> [Problem requirements]: Pick out the lines below that include the string "struct".

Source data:

- - - -

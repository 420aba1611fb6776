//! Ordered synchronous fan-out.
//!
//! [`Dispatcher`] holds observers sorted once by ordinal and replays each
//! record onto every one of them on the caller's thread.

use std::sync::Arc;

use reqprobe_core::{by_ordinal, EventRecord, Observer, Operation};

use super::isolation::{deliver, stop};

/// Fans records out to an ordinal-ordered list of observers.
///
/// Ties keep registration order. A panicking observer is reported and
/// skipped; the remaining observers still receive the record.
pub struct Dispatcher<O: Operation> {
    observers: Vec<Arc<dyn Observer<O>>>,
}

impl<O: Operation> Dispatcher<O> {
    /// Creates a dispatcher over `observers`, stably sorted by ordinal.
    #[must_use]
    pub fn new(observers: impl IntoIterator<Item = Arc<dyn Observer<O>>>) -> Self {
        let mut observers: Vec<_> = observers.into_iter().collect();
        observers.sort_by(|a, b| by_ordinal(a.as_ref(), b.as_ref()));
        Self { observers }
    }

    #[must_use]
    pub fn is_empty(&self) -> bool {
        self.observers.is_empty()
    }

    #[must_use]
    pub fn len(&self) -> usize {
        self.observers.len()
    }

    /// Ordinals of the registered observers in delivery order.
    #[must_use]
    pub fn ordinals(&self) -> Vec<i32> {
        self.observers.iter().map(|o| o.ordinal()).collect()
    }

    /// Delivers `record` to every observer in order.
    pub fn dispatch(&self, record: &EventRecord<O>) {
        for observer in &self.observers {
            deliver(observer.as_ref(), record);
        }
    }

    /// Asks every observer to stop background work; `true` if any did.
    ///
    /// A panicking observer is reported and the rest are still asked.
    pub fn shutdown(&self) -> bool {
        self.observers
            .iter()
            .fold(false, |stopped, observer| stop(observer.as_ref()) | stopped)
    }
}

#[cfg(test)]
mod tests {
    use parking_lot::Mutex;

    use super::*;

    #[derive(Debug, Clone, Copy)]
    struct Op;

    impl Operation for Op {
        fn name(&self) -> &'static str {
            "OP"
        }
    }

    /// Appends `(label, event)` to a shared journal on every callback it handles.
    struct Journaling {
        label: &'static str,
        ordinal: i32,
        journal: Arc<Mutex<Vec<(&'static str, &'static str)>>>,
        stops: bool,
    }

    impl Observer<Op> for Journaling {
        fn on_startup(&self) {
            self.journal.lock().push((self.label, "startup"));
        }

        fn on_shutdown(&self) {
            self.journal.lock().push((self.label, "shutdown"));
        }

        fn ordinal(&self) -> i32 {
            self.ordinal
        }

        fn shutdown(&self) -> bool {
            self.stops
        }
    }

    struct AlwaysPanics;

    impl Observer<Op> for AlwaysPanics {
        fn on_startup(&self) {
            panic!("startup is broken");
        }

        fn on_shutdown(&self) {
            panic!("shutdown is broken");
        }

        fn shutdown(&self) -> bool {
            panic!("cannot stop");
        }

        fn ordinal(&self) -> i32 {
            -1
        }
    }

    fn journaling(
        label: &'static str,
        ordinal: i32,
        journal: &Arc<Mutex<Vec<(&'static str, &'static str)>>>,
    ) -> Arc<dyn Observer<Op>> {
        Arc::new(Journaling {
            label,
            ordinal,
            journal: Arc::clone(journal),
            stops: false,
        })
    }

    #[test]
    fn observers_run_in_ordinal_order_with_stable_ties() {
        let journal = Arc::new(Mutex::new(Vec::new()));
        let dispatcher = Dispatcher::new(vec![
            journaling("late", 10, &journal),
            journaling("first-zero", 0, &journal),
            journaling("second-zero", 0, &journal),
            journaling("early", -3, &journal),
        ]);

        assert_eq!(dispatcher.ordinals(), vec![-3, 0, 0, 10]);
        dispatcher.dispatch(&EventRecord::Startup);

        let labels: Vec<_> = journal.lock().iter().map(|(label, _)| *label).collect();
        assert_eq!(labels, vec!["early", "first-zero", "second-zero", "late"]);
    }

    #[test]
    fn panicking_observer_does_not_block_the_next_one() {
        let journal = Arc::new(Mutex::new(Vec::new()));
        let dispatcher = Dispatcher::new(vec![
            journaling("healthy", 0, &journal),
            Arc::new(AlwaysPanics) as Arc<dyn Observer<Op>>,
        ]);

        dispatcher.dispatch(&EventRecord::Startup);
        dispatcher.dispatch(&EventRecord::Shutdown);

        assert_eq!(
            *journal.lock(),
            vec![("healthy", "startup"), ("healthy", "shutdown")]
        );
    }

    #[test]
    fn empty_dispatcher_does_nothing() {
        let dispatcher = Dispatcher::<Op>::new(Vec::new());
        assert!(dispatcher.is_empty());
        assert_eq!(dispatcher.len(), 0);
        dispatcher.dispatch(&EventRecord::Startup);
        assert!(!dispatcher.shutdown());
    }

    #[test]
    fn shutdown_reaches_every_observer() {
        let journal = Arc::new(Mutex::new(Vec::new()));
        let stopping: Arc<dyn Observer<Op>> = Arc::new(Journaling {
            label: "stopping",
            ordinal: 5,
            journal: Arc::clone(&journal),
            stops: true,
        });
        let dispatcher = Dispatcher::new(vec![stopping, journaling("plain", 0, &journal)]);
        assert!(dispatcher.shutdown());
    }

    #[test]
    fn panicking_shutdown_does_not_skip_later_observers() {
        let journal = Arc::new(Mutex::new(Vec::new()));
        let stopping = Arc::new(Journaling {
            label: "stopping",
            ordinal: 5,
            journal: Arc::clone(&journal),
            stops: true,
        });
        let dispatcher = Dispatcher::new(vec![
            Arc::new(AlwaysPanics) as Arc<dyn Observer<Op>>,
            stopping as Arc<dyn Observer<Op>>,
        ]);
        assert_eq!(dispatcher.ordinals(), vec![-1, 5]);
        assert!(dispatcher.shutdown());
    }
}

- - - -

> [Task solution]:
pub struct Dispatcher<O: Operation> {
    struct Op;
    struct Journaling {
    struct AlwaysPanics;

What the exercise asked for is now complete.